Ultra‐Stable Zinc Metal Batteries Enabled by Adsorption‐Desorption Equilibrium of Zinc Ions at the Additive‐Mediated Interfacial Layers

Abstract Structural‐tunable organic electrolyte additives demonstrate critical significance in enhancing zinc anode stability and promoting practical applications of aqueous zinc‐ion batteries (AZIBs). However, while numerous additives have been reported to mitigate parasitic reactions in zinc anodes effectively, the fundamental understanding concerning organic additive molecular structures in modulating zinc‐ion interfacial chemistry remains insufficiently understood. In this work, a comparative investigation of two adsorptive organic additives with similar structures elucidates the critical role of adsorption‐desorption equilibrium in regulating zinc‐ion interfacial transport kinetics.
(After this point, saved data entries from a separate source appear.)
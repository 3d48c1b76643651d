//! Configuration loading and typed config structures for the Frontier
//! simulation.
//!
//! The canonical configuration lives in `frontier-config.yaml` at the
//! project root. This module defines strongly-typed structs that mirror the
//! YAML structure and a loader that reads the file. Every section and field
//! has a default, so an empty document is a valid configuration.

use std::path::Path;

use frontier_types::Cell;
use frontier_world::TerrainConfig;
use serde::Deserialize;

use crate::pathfinder::DEFAULT_STEP_COST;
use crate::scheduler::{BudgetPolicy, DEFAULT_RESULT_LIMIT};

/// Environment variable that overrides `world.seed`.
pub const SEED_ENV_VAR: &str = "FRONTIER_SEED";

/// Errors that can occur when loading configuration.
#[derive(Debug, thiserror::Error)]
pub enum ConfigError {
    /// Failed to read the configuration file from disk.
    #[error("failed to read config file: {source}")]
    Io {
        /// The underlying I/O error.
        #[from]
        source: std::io::Error,
    },

    /// Failed to parse YAML content.
    #[error("failed to parse config YAML: {source}")]
    Yaml {
        /// The underlying YAML parse error.
        source: serde_yml::Error,
    },
}

impl From<serde_yml::Error> for ConfigError {
    fn from(source: serde_yml::Error) -> Self {
        Self::Yaml { source }
    }
}

/// Top-level simulation configuration.
///
/// Mirrors the structure of `frontier-config.yaml`.
#[derive(Debug, Clone, Default, PartialEq, Eq, Deserialize)]
pub struct SimulationConfig {
    /// Map size, generation parameters, and tick pacing.
    #[serde(default)]
    pub world: WorldConfig,

    /// Search cost and per-tick work allowance.
    #[serde(default)]
    pub pathfinding: PathfindingConfig,

    /// Players seeded at start.
    #[serde(default)]
    pub population: PopulationConfig,

    /// When the run ends.
    #[serde(default)]
    pub simulation: SimulationBoundsConfig,

    /// Sample routes submitted by the engine.
    #[serde(default)]
    pub demo: DemoConfig,

    /// Logging configuration.
    #[serde(default)]
    pub logging: LoggingConfig,
}

impl SimulationConfig {
    /// Load configuration from a YAML file at the given path.
    ///
    /// `FRONTIER_SEED`, when set to an integer, overrides `world.seed`.
    ///
    /// # Errors
    ///
    /// Returns [`ConfigError::Io`] if the file cannot be read, or
    /// [`ConfigError::Yaml`] if the content is not valid YAML.
    pub fn from_file(path: &Path) -> Result<Self, ConfigError> {
        let contents = std::fs::read_to_string(path)?;
        let mut config = Self::parse(&contents)?;
        config.apply_env_overrides();
        Ok(config)
    }

    /// Parse configuration from a YAML string. No environment overrides
    /// are applied.
    ///
    /// # Errors
    ///
    /// Returns [`ConfigError::Yaml`] if the string is not valid YAML.
    pub fn parse(yaml: &str) -> Result<Self, ConfigError> {
        if yaml.trim().is_empty() {
            return Ok(Self::default());
        }
        Ok(serde_yml::from_str(yaml)?)
    }

    /// Apply overrides from the process environment.
    pub fn apply_env_overrides(&mut self) {
        let value = std::env::var(SEED_ENV_VAR).ok();
        self.apply_seed_override(value.as_deref());
    }

    /// Replace `world.seed` with `value` if it parses as `u64`.
    ///
    /// Unparseable values are logged and ignored.
    pub fn apply_seed_override(&mut self, value: Option<&str>) {
        let Some(raw) = value else {
            return;
        };
        match raw.trim().parse::<u64>() {
            Ok(seed) => self.world.seed = seed,
            Err(err) => {
                tracing::warn!(value = raw, error = %err, "Ignoring invalid {SEED_ENV_VAR}");
            }
        }
    }
}

/// World-level configuration.
#[derive(Debug, Clone, PartialEq, Eq, Deserialize)]
pub struct WorldConfig {
    /// Human-readable simulation name.
    #[serde(default = "default_world_name")]
    pub name: String,

    /// Random seed for terrain and player placement.
    #[serde(default = "default_seed")]
    pub seed: u64,

    /// Map width in tiles.
    #[serde(default = "default_width")]
    pub width: u32,

    /// Map height in tiles.
    #[serde(default = "default_height")]
    pub height: u32,

    /// Share of tiles that are land, in percent.
    #[serde(default = "default_land_percent")]
    pub land_percent: u8,

    /// Cap on water depth.
    #[serde(default = "default_max_depth")]
    pub max_depth: u8,

    /// Continent scale in tiles.
    #[serde(default = "default_feature_size")]
    pub feature_size: u32,

    /// Real-time milliseconds between ticks (0 = as fast as possible).
    #[serde(default = "default_tick_interval_ms")]
    pub tick_interval_ms: u64,
}

impl WorldConfig {
    /// Terrain generator parameters for this world.
    pub const fn terrain(&self) -> TerrainConfig {
        TerrainConfig {
            width: self.width,
            height: self.height,
            seed: self.seed,
            land_percent: self.land_percent,
            max_depth: self.max_depth,
            feature_size: self.feature_size,
        }
    }
}

impl Default for WorldConfig {
    fn default() -> Self {
        Self {
            name: default_world_name(),
            seed: default_seed(),
            width: default_width(),
            height: default_height(),
            land_percent: default_land_percent(),
            max_depth: default_max_depth(),
            feature_size: default_feature_size(),
            tick_interval_ms: default_tick_interval_ms(),
        }
    }
}

/// Pathfinding configuration.
#[derive(Debug, Clone, PartialEq, Eq, Deserialize)]
pub struct PathfindingConfig {
    /// Base cost of entering a tile before the magnitude discount.
    #[serde(default = "default_step_cost")]
    pub step_cost: u64,

    /// Per-tick work allowance.
    #[serde(default)]
    pub budget: BudgetPolicy,

    /// Finished results kept until collected; the oldest go first.
    #[serde(default = "default_result_limit")]
    pub result_limit: usize,
}

impl Default for PathfindingConfig {
    fn default() -> Self {
        Self {
            step_cost: default_step_cost(),
            budget: BudgetPolicy::default(),
            result_limit: default_result_limit(),
        }
    }
}

/// Population configuration.
#[derive(Debug, Clone, PartialEq, Eq, Deserialize)]
pub struct PopulationConfig {
    /// Number of players to seed.
    #[serde(default = "default_players")]
    pub players: u32,

    /// Radius (Manhattan, wrapped) of the starting territory claimed
    /// around each spawn tile.
    #[serde(default = "default_start_radius")]
    pub start_radius: u32,
}

impl Default for PopulationConfig {
    fn default() -> Self {
        Self {
            players: default_players(),
            start_radius: default_start_radius(),
        }
    }
}

/// Simulation boundary configuration.
#[derive(Debug, Clone, PartialEq, Eq, Deserialize)]
pub struct SimulationBoundsConfig {
    /// Maximum number of ticks before the run ends (0 = unlimited).
    #[serde(default = "default_max_ticks")]
    pub max_ticks: u64,

    /// End the run once no path request is in flight and no transfer is
    /// queued.
    #[serde(default)]
    pub stop_when_idle: bool,
}

impl Default for SimulationBoundsConfig {
    fn default() -> Self {
        Self {
            max_ticks: default_max_ticks(),
            stop_when_idle: false,
        }
    }
}

/// A fixed route to request at start.
#[derive(Debug, Clone, Copy, PartialEq, Eq, Deserialize)]
pub struct DemoRoute {
    /// Start cell.
    pub from: Cell,
    /// End cell.
    pub to: Cell,
}

/// Sample path requests the engine submits after seeding players.
#[derive(Debug, Clone, Default, PartialEq, Eq, Deserialize)]
pub struct DemoConfig {
    /// Explicit routes.
    #[serde(default)]
    pub routes: Vec<DemoRoute>,

    /// Additional routes between randomly chosen water tiles.
    #[serde(default)]
    pub random_routes: u32,
}

/// Logging configuration.
#[derive(Debug, Clone, PartialEq, Eq, Deserialize)]
pub struct LoggingConfig {
    /// Log level filter used when `RUST_LOG` is not set.
    #[serde(default = "default_log_level")]
    pub level: String,

    /// Emit JSON lines instead of human-readable output.
    #[serde(default)]
    pub json: bool,
}

impl Default for LoggingConfig {
    fn default() -> Self {
        Self {
            level: default_log_level(),
            json: false,
        }
    }
}

// ---------------------------------------------------------------------------
// Default value functions
// ---------------------------------------------------------------------------

fn default_world_name() -> String {
    "Frontier".to_owned()
}

const fn default_seed() -> u64 {
    42
}

const fn default_width() -> u32 {
    200
}

const fn default_height() -> u32 {
    100
}

const fn default_land_percent() -> u8 {
    40
}

const fn default_max_depth() -> u8 {
    30
}

const fn default_feature_size() -> u32 {
    16
}

const fn default_tick_interval_ms() -> u64 {
    100
}

const fn default_step_cost() -> u64 {
    DEFAULT_STEP_COST
}

const fn default_result_limit() -> usize {
    DEFAULT_RESULT_LIMIT
}

const fn default_players() -> u32 {
    4
}

const fn default_start_radius() -> u32 {
    2
}

const fn default_max_ticks() -> u64 {
    500
}

fn default_log_level() -> String {
    "info".to_owned()
}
Piperidine‐2‐carboxylic acid (PPCA) exhibits superior capability in accelerating zinc‐ion transport across the anode/electrolyte interface compared to pyridine‐2‐carboxylic acid (PDCA), attributable to its optimized adsorption configuration and enhanced charge redistribution effects. Besides, the PPCA layer with a poor H 2 O environment creates a uniform zinc ion flux, which decreases concentration polarization and inhibits parasitic reactions. Consequently, the Zn||Zn symmetric cells with PPCA additive enable an exceptional cycle life over 4300 h at 1 mA cm −2 and 1 mAh cm −2 . A high coulombic efficiency of 99.8% after 1500 cycles is achieved for Zn||Cu cells with PPCA additive, which is significantly better than the cells with PDCA additive. This work highlights the structural regulation of functional electrolyte additives toward high‐performance AZIBs.